Re: Externalities (was Re: Gun census Tally: Sun, Dec.21, WAS:Re: Gun Owner/Extropian census)

Keith Elis (
Sun, 21 Dec 1997 19:24:51 -0500

Michael Lorrey wrote:
> Keith Elis wrote:
> >
> > Mike wrote:
> >
> > > Political rights, authoritiy, and power are thought to be derived from
> > > one of two sources: [...] b) from the exercise of force by individuals willing
> > > to fight and die to gain such rights, authority, or power, either for
> > > themselves, or for the group of people they represent. Since
> > > Libertarians around the world tend to also be athiests, especially
> > > non-American Libertarians, I cannot understand any justification for a
> > > libertarian atheist to not support the force doctrine, and givne the
> > > nature of Libertarian philosophy, which holds that all power and rights
> > > derives from the individual, I cannot understand how any Libertarian
> > > atheist can not support the right of the individual to keep and bear
> > > arms.
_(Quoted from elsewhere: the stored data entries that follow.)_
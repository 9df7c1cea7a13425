//! Transaction error types.

use thiserror::Error;

use crate::resource::ResourceError;
use crate::state::TransactionState;

/// A resource failure recorded while the context kept processing the
/// remaining resources.
#[derive(Debug, Error)]
#[error("resource #{index} ({kind}) failed: {error}")]
pub struct ResourceFailure {
    /// Registration index of the resource inside its context.
    pub index: usize,
    /// Resource variant name.
    pub kind: &'static str,
    /// The resource's own error.
    #[source]
    pub error: ResourceError,
}

/// Errors raised by the transaction coordinator.
#[derive(Debug, Error)]
pub enum TransactionError {
    /// `start` was called on a context that is already started.
    #[error("The transaction has already been started. You can only start the transaction once")]
    AlreadyStarted,

    /// An operation that needs a started context was called before `start`.
    #[error("The transaction has not been started. You must start the transaction before you can {action}")]
    NotStarted { action: &'static str },

    /// Commit was requested after the context was rolled back.
    #[error("The transaction has already been rolled back and can't be committed")]
    AlreadyRolledBack,

    /// Rollback was requested after the context was committed.
    #[error("The transaction has already been committed and can't be rolled back")]
    AlreadyCommitted,

    /// Commit was requested on a rollback-only context.
    #[error("The transaction can't be committed because it has been set as rollback-only")]
    RollbackOnly,

    /// The context reached a terminal state and no longer accepts the action.
    #[error("The transaction is {state}. It must be active in order to {action}")]
    Completed {
        state: TransactionState,
        action: &'static str,
    },

    /// The unit of work already has an active transaction context.
    #[error("A transaction context is already active for this unit of work")]
    ContextActive,

    /// A resource failed to start. Resources started before it were rolled back.
    #[error("Error while starting the {kind} transaction: {source}")]
    Start {
        kind: &'static str,
        #[source]
        source: ResourceError,
    },

    /// The first resource failed to commit. The remaining resources were
    /// rolled back.
    #[error("The {kind} transaction failed to commit: {source}")]
    Commit {
        kind: &'static str,
        #[source]
        source: ResourceError,
    },

    /// One or more resources failed to roll back. Every resource was still
    /// given a rollback attempt.
    #[error(
        "Unable to roll back all of the transactions that were active. {} resource(s) failed during rollback",
        failures.len()
    )]
    Rollback { failures: Vec<ResourceFailure> },
}

impl TransactionError {
    /// Returns true for programmer errors: lifecycle calls made in the wrong
    /// state. These are never worth retrying.
    pub fn is_usage_error(&self) -> bool {
        matches!(
            self,
            TransactionError::AlreadyStarted
                | TransactionError::NotStarted { .. }
                | TransactionError::AlreadyRolledBack
                | TransactionError::AlreadyCommitted
                | TransactionError::RollbackOnly
                | TransactionError::Completed { .. }
                | TransactionError::ContextActive
                | TransactionError::Start {
                    source: ResourceError::AlreadyStarted { .. },
                    ..
                }
        )
    }
}

/// Convenience type alias for coordinator results.
pub type Result<T> = std::result::Result<T, TransactionError>;
//! The transactional resource capability.

use async_trait::async_trait;
use thiserror::Error;

/// Boxed native error raised by a resource's underlying handle.
pub type BoxError = Box<dyn std::error::Error + Send + Sync + 'static>;

/// Failure raised by a single resource.
#[derive(Debug, Error)]
pub enum ResourceError {
    /// `start` was called while the handle already had an open transaction.
    #[error("The {kind} transaction has already been started and can't be started twice")]
    AlreadyStarted { kind: &'static str },

    /// The underlying handle failed. The native error is kept unchanged.
    #[error(transparent)]
    Backend(BoxError),
}

impl ResourceError {
    /// Wraps a native handle error.
    pub fn backend<E>(err: E) -> Self
    where
        E: Into<BoxError>,
    {
        ResourceError::Backend(err.into())
    }

    /// Returns the native error if it is of type `E`.
    pub fn downcast_ref<E>(&self) -> Option<&E>
    where
        E: std::error::Error + 'static,
    {
        match self {
            ResourceError::Backend(err) => err.downcast_ref::<E>(),
            ResourceError::AlreadyStarted { .. } => None,
        }
    }
}

/// One external handle (a connection, a session) that can take part in a
/// transaction.
///
/// Implementations delegate straight to their handle and do not track
/// lifecycle state of their own; `TransactionContext` owns that. Each variant
/// decides what "already started" means for its handle, for example
/// auto-commit already being disabled on a connection.
#[async_trait]
pub trait TransactionalResource: Send {
    /// Short name of the resource variant, used in logs and errors.
    fn kind(&self) -> &'static str;

    /// Opens a transaction on the handle.
    async fn start(&mut self) -> Result<(), ResourceError>;

    /// Commits the handle's transaction.
    async fn commit(&mut self) -> Result<(), ResourceError>;

    /// Rolls back the handle's transaction.
    async fn rollback(&mut self) -> Result<(), ResourceError>;
}
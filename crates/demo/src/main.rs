//! Demo entry point.

use demo::{Bank, Config, DemoError};
use tracing_subscriber::EnvFilter;
use tracing_subscriber::layer::SubscriberExt;
use tracing_subscriber::util::SubscriberInitExt;
use txn_session::InMemoryStore;

#[tokio::main]
async fn main() {
    let config = Config::from_env();

    // 1. Initialize tracing
    tracing_subscriber::registry()
        .with(EnvFilter::try_new(&config.log_level).unwrap_or_else(|_| EnvFilter::new("info")))
        .with(tracing_subscriber::fmt::layer())
        .init();

    // 2. Install Prometheus metrics recorder
    let metrics_handle = metrics_exporter_prometheus::PrometheusBuilder::new()
        .install_recorder()
        .expect("failed to install Prometheus recorder");

    // 3. Connect and prepare the accounts
    let pool = config
        .database
        .connect()
        .await
        .expect("failed to connect to the database");
    let bank = Bank::new(pool, InMemoryStore::new());
    bank.migrate().await.expect("failed to create the schema");
    bank.open_account(1, 100).await.expect("failed to open account 1");
    bank.open_account(2, 0).await.expect("failed to open account 2");

    // 4. One transfer that commits, one that rolls back
    match bank.transfer(1, 2, 40).await {
        Ok(receipt) => tracing::info!(
            receipt = %serde_json::to_string(&receipt).unwrap_or_default(),
            "first transfer done"
        ),
        Err(err) => tracing::error!(error = %err, "first transfer failed"),
    }

    match bank.transfer(2, 1, 1_000).await {
        Err(DemoError::InsufficientFunds { .. }) => {
            tracing::info!("second transfer rolled back as expected");
        }
        other => tracing::warn!(?other, "second transfer should have been rejected"),
    }

    // 5. Report
    let from = bank.balance(1).await.expect("failed to read account 1");
    let to = bank.balance(2).await.expect("failed to read account 2");
    tracing::info!(from, to, journal_entries = bank.journal().len(), "final balances");
    tracing::info!("metrics:\n{}", metrics_handle.render());
}
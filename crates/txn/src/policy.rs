//! Outcome policies deciding whether an operation's outcome forces a rollback.

/// Decides from an operation's outcome whether its transaction must roll back.
///
/// A policy is evaluated once per demarcated call and must not keep state
/// between calls.
pub trait OutcomePolicy<T, E>: Send + Sync {
    /// Returns true if the outcome should cause a rollback.
    fn should_rollback(&self, outcome: &Result<T, E>) -> bool;
}

/// Rolls back whenever the operation returns an error and never on success.
///
/// This is the policy used when none is configured.
#[derive(Debug, Clone, Copy, Default)]
pub struct RollbackOnError;

impl<T, E> OutcomePolicy<T, E> for RollbackOnError {
    fn should_rollback(&self, outcome: &Result<T, E>) -> bool {
        outcome.is_err()
    }
}

/// Never asks for a rollback. An outer rollback-only mark still applies.
#[derive(Debug, Clone, Copy, Default)]
pub struct NeverRollback;

impl<T, E> OutcomePolicy<T, E> for NeverRollback {
    fn should_rollback(&self, _outcome: &Result<T, E>) -> bool {
        false
    }
}

/// Custom policy built from a predicate over the outcome.
///
/// ```
/// use txn::{OutcomePolicy, RollbackWhen};
///
/// // Roll back when the operation reports that nothing was written.
/// let policy = RollbackWhen(|outcome: &Result<u64, String>| matches!(outcome, Ok(0) | Err(_)));
/// let empty: Result<u64, String> = Ok(0);
/// let written: Result<u64, String> = Ok(3);
/// assert!(policy.should_rollback(&empty));
/// assert!(!policy.should_rollback(&written));
/// ```
#[derive(Debug, Clone, Copy)]
pub struct RollbackWhen<F>(pub F);

impl<T, E, F> OutcomePolicy<T, E> for RollbackWhen<F>
where
    F: Fn(&Result<T, E>) -> bool + Send + Sync,
{
    fn should_rollback(&self, outcome: &Result<T, E>) -> bool {
        (self.0)(outcome)
    }
}
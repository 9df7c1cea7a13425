pub mod types;

pub use types::ContextId;
//! PostgreSQL connections as transactional resources.
//!
//! A [`ConnectionProvider`] hands out one pooled connection per unit of work
//! and registers it with the unit of work's current transaction; the
//! [`ConnectionResource`] then lets the transaction context open, commit and
//! roll back a transaction on it.

pub mod config;
pub mod error;
pub mod handle;
pub mod provider;
pub mod resource;

pub use config::DatabaseConfig;
pub use error::{Result, SqlError};
pub use handle::PgConnectionHandle;
pub use provider::{ConnectionProvider, ConnectionSlot};
pub use resource::{ConnectionResource, KIND};
//! Transaction coordination across heterogeneous transactional resources.
//!
//! This crate groups any number of resources (a database connection, an ORM
//! session, ...) under one logical unit of work and provides declarative
//! demarcation for running application code inside it:
//!
//! - [`TransactionalResource`]: the capability every resource variant
//!   implements (start / commit / rollback).
//! - [`TransactionContext`]: the state machine driving the resources of one
//!   transaction, with best-effort atomicity in place of two-phase commit.
//! - [`TransactionContextManager`]: the per-unit-of-work slot holding the
//!   active context.
//! - [`Transactional`]: the wrapper that decides, per call, whether to
//!   start/commit/roll back or only mark an outer transaction rollback-only.

pub mod context;
pub mod demarcation;
pub mod error;
pub mod manager;
pub mod memory;
pub mod policy;
pub mod resource;
pub mod state;

pub use common::ContextId;
pub use context::{CommitReport, SharedContext, TransactionContext};
pub use demarcation::{Transactional, transactional};
pub use error::{ResourceFailure, Result, TransactionError};
pub use manager::{ResourceSource, TransactionContextManager};
pub use memory::{InMemoryResource, Journal, SimulatedFailure};
pub use policy::{NeverRollback, OutcomePolicy, RollbackOnError, RollbackWhen};
pub use resource::{BoxError, ResourceError, TransactionalResource};
pub use state::TransactionState;
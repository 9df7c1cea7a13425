//! Per-unit-of-work registry of the active transaction context.

use std::sync::{Arc, Mutex, MutexGuard, PoisonError};

use async_trait::async_trait;

use crate::context::{SharedContext, TransactionContext};
use crate::error::{Result, TransactionError};
use crate::resource::TransactionalResource;

/// A place where a resource provider keeps the handle it already handed out
/// for the current unit of work.
///
/// When the manager starts a new context it asks every registered source for
/// such a handle, so work done before the transaction began joins it.
#[async_trait]
pub trait ResourceSource: Send + Sync {
    /// Returns a resource wrapping the already established handle, if any.
    async fn established(&self) -> Option<Box<dyn TransactionalResource>>;
}

/// Holds at most one active `TransactionContext` for a unit of work.
///
/// The manager is an explicit handle: create one per unit of work (a request,
/// a job) and pass clones to everything that participates in it. Clones share
/// the same slot. Independent units of work use independent managers and so
/// never see each other's transactions.
#[derive(Clone, Default)]
pub struct TransactionContextManager {
    current: Arc<Mutex<Option<SharedContext>>>,
    sources: Vec<Arc<dyn ResourceSource>>,
}

impl TransactionContextManager {
    /// Creates a manager with no resource sources.
    pub fn new() -> Self {
        Self::default()
    }

    /// Adds a source whose established handle is picked up by `start`.
    /// Sources are consulted in the order they were added.
    pub fn with_source(mut self, source: Arc<dyn ResourceSource>) -> Self {
        self.sources.push(source);
        self
    }

    /// Creates and registers a new context.
    ///
    /// Fails if a context is already registered. Handles already established
    /// by the registered sources are added to the new context.
    #[tracing::instrument(skip(self), fields(sources = self.sources.len()))]
    pub async fn start(&self) -> Result<SharedContext> {
        let mut context = TransactionContext::new();
        for source in &self.sources {
            if let Some(resource) = source.established().await {
                tracing::debug!(kind = resource.kind(), "discovered established resource");
                context.add(resource).await?;
            }
        }

        let mut current = self.slot();
        if current.is_some() {
            return Err(TransactionError::ContextActive);
        }

        tracing::debug!(context_id = %context.id(), "transaction context registered");
        let shared = context.shared();
        *current = Some(Arc::clone(&shared));
        Ok(shared)
    }

    /// Returns the registered context, if any.
    pub async fn current(&self) -> Option<SharedContext> {
        self.slot().clone()
    }

    /// Returns true if a context is registered.
    pub async fn has_current(&self) -> bool {
        self.slot().is_some()
    }

    /// Clears the registration. Calling this with nothing registered is a
    /// no-op.
    pub async fn tear_down(&self) {
        self.clear();
    }

    /// Synchronous teardown, usable from `Drop`.
    pub(crate) fn clear(&self) {
        let removed = self.slot().take();
        if removed.is_some() {
            tracing::debug!("transaction context torn down");
        }
    }

    // The slot lock is never held across an await.
    fn slot(&self) -> MutexGuard<'_, Option<SharedContext>> {
        self.current.lock().unwrap_or_else(PoisonError::into_inner)
    }
}

impl std::fmt::Debug for TransactionContextManager {
    fn fmt(&self, f: &mut std::fmt::Formatter<'_>) -> std::fmt::Result {
        f.debug_struct("TransactionContextManager")
            .field("sources", &self.sources.len())
            .finish_non_exhaustive()
    }
}
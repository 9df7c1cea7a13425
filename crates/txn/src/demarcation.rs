//! Declarative transaction demarcation.
//!
//! `Transactional` wraps an async operation so that it runs inside the unit
//! of work's transaction. The outermost wrapped call owns the transaction: it
//! starts the context, tears the registration down when the operation
//! returns, and commits or rolls back. Nested wrapped calls only join; when
//! their outcome asks for a rollback they mark the context rollback-only and
//! leave the physical rollback to the outermost call.

use std::future::Future;
use std::panic::AssertUnwindSafe;
use std::sync::atomic::{AtomicBool, Ordering};

use futures_util::FutureExt;

use crate::context::SharedContext;
use crate::error::TransactionError;
use crate::manager::TransactionContextManager;
use crate::policy::{OutcomePolicy, RollbackOnError};

/// Runs operations inside the current unit of work's transaction.
///
/// ```no_run
/// # async fn example(manager: txn::TransactionContextManager) -> Result<(), txn::TransactionError> {
/// use txn::{NeverRollback, Transactional};
///
/// let total = Transactional::new(&manager)
///     .run(|| async { Ok::<_, txn::TransactionError>(40 + 2) })
///     .await?;
/// assert_eq!(total, 42);
///
/// Transactional::new(&manager)
///     .policy(NeverRollback)
///     .run(|| async { Ok::<_, txn::TransactionError>(()) })
///     .await?;
/// # Ok(())
/// # }
/// ```
#[derive(Debug, Clone)]
pub struct Transactional<'m, P = RollbackOnError> {
    manager: &'m TransactionContextManager,
    policy: P,
}

impl<'m> Transactional<'m> {
    /// Demarcation with the default `RollbackOnError` policy.
    pub fn new(manager: &'m TransactionContextManager) -> Self {
        Self {
            manager,
            policy: RollbackOnError,
        }
    }
}

impl<'m, P> Transactional<'m, P> {
    /// Replaces the outcome policy.
    pub fn policy<Q>(self, policy: Q) -> Transactional<'m, Q> {
        Transactional {
            manager: self.manager,
            policy,
        }
    }

    /// Runs `operation` inside a transaction.
    ///
    /// The operation's own error is always returned unchanged. Coordinator
    /// failures at the outermost level (start, commit or rollback) are
    /// converted into `E` and replace a successful result; when the operation
    /// itself failed, its error wins and the coordinator failure is logged.
    ///
    /// A panic inside the operation is treated as a rollback outcome and then
    /// resumed.
    pub async fn run<F, Fut, T, E>(&self, operation: F) -> Result<T, E>
    where
        F: FnOnce() -> Fut,
        Fut: Future<Output = Result<T, E>>,
        E: From<TransactionError>,
        P: OutcomePolicy<T, E>,
    {
        let (context, registration) = match self.manager.current().await {
            Some(context) => {
                let embedded = context.lock().await.is_started();
                (context, (!embedded).then(|| Registration::new(self.manager)))
            }
            None => (
                self.manager.start().await?,
                Some(Registration::new(self.manager)),
            ),
        };
        let embedded = registration.is_none();
        if let Some(registration) = &registration {
            let started = context.lock().await.start().await;
            if let Err(err) = started {
                registration.release();
                return Err(err.into());
            }
        }

        let outcome = AssertUnwindSafe(operation()).catch_unwind().await;

        if let Some(registration) = &registration {
            registration.release();
        }

        match outcome {
            Ok(outcome) => {
                let rollback = self.policy.should_rollback(&outcome);
                let ended = end_transaction(&context, embedded, rollback).await;

                match (outcome, ended) {
                    (Ok(value), Ok(())) => Ok(value),
                    (Ok(_), Err(err)) => Err(err.into()),
                    (Err(err), Ok(())) => Err(err),
                    (Err(err), Err(txn_err)) => {
                        tracing::error!(
                            error = %txn_err,
                            "transaction failed to complete after the operation failed; returning the operation's error"
                        );
                        Err(err)
                    }
                }
            }
            Err(panic) => {
                if let Err(err) = end_transaction(&context, embedded, true).await {
                    tracing::error!(error = %err, "transaction failed to complete after the operation panicked");
                }
                std::panic::resume_unwind(panic)
            }
        }
    }
}

/// Runs `operation` with the default policy. Shorthand for
/// `Transactional::new(manager).run(operation)`.
pub async fn transactional<F, Fut, T, E>(
    manager: &TransactionContextManager,
    operation: F,
) -> Result<T, E>
where
    F: FnOnce() -> Fut,
    Fut: Future<Output = Result<T, E>>,
    E: From<TransactionError>,
{
    Transactional::new(manager).run(operation).await
}

/// Owns the manager registration of an outermost call.
///
/// Dropping it before `release` means the call was cancelled mid-flight; the
/// registration is cleared anyway so later calls on the manager start a
/// fresh transaction instead of joining the abandoned one.
struct Registration<'m> {
    manager: &'m TransactionContextManager,
    active: AtomicBool,
}

impl<'m> Registration<'m> {
    fn new(manager: &'m TransactionContextManager) -> Self {
        Self {
            manager,
            active: AtomicBool::new(true),
        }
    }

    fn release(&self) {
        if self.active.swap(false, Ordering::SeqCst) {
            self.manager.clear();
        }
    }
}

impl Drop for Registration<'_> {
    fn drop(&mut self) {
        if self.active.load(Ordering::SeqCst) {
            tracing::warn!("transactional call dropped before completion; tearing down its context");
            self.release();
        }
    }
}

async fn end_transaction(
    context: &SharedContext,
    embedded: bool,
    rollback: bool,
) -> Result<(), TransactionError> {
    let mut context = context.lock().await;

    if embedded {
        if rollback {
            context.set_rollback_only()?;
        }
        return Ok(());
    }

    if context.is_rollback_only()? || rollback {
        context.rollback().await
    } else {
        context.commit().await.map(|_| ())
    }
}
ANything other than this seems extremely hypocritical to me.
> >
> > The force doctrine doesn't imply that *firearms* are necessary to
> > preserve freedom. It merely requires that an individual have the right
> > to keep and bear arms. I agree that this essential point is obvious and
> > unassailable in light of the Second Amendment. Much of the debate going
> > on around here concerns whether firearms are a practical means to this
> > end.
> >
> > Firearms are easy to make, relatively inexpensive, and the most powerful
> > type of weapon the average person can get. In this regard, they seem to
> > be the most practical choice for self-preservation.
> >
> > However I'm not so sure that the production costs of firearms reflect
> > the external costs associated with their distribution. Firearms are
> > practical in large part because they are so inexpensive. But are they
> > artificially inexpensive? Shouldn't the price of purchasing a firearm
> > mirror the increased risk to self, and others even if only accidental
> > harms are involved?
> >
> > The purpose of a firearm is to throw metal at high speeds, over a
> > considerable distance, with accuracy. We all know that the intent of
> > such a stated purpose is to make killing more efficient.
> >
> > A tool used for killing is useful only insofar as the probability of
> > causing death increases with its at-will use in a wide variety of
> > circumstances. Firearms seem practical for self-preservation in large
> > part because they are useful by this standard. Consider that a nail-gun
> > has the same general purpose as a firearm (throwing metal at high
> > speeds) and would suffice to kill something, but its effectiveness for
> > killing is limited (a nail-gun has a short range, it is heavy, it
> > requires a pretty powerful compressor, it is inaccurate, etc.) In short,
> > it is an impractical killing device.
> >
> > Now, the point: the purchase price of a nail-gun may not reflect the
> > external costs of accidental harms, but it also does not reflect the
> > external benefits that result from its use for the purposes it is
> > designed for and the purposes it accomplishes most efficiently. A
> > firearm designed for the express purpose of making killing more
> > efficient has external benefits only insofar as killing something can be
> > a benefit (rare and isolated situations which constitute a separate
> > issue).
> >
> > However, this analysis neglects to weigh a possible external benefit
> > involved in throwing metal at high speeds, over considerable distances,
> > with accuracy. Namely, it is amusing for some people. Does this benefit
> > (in the aggregate) outweigh or equal the aggregate costs of accidental
> > death? I would guess that it probably doesn't.
> >
> > If this is so, then firearms are not as inexpensive as the market is
> > telling us, and they may not be the most practical method of ensuring
> > your own personal autonomy and freedom.
> >
> Given that the annual number of times firearms are used in self defense
> here in the US is anywhere between 600,000 to 2.4 million, depending who
> you talk to, this comes out to a rate range of 240 to 1,000 incidents of
> successful self defense with a firearm per 100,000 population. Comparing
> this to a murder rate of around 10 per 100,000 population, and a
> firearms related accident (not necessarily fatal) rate of .06 per
> 100,000 population, I think it shows pretty clearly that the benefits,
> not even counting the recreational benefits, far outweigh the potential
> costs.

If you want to consider the external benefits of firearm-related
defenses, then you must also consider the external costs of
firearm-related offenses. As far as I can tell, firearm production has a
tenuous causal relationship to both.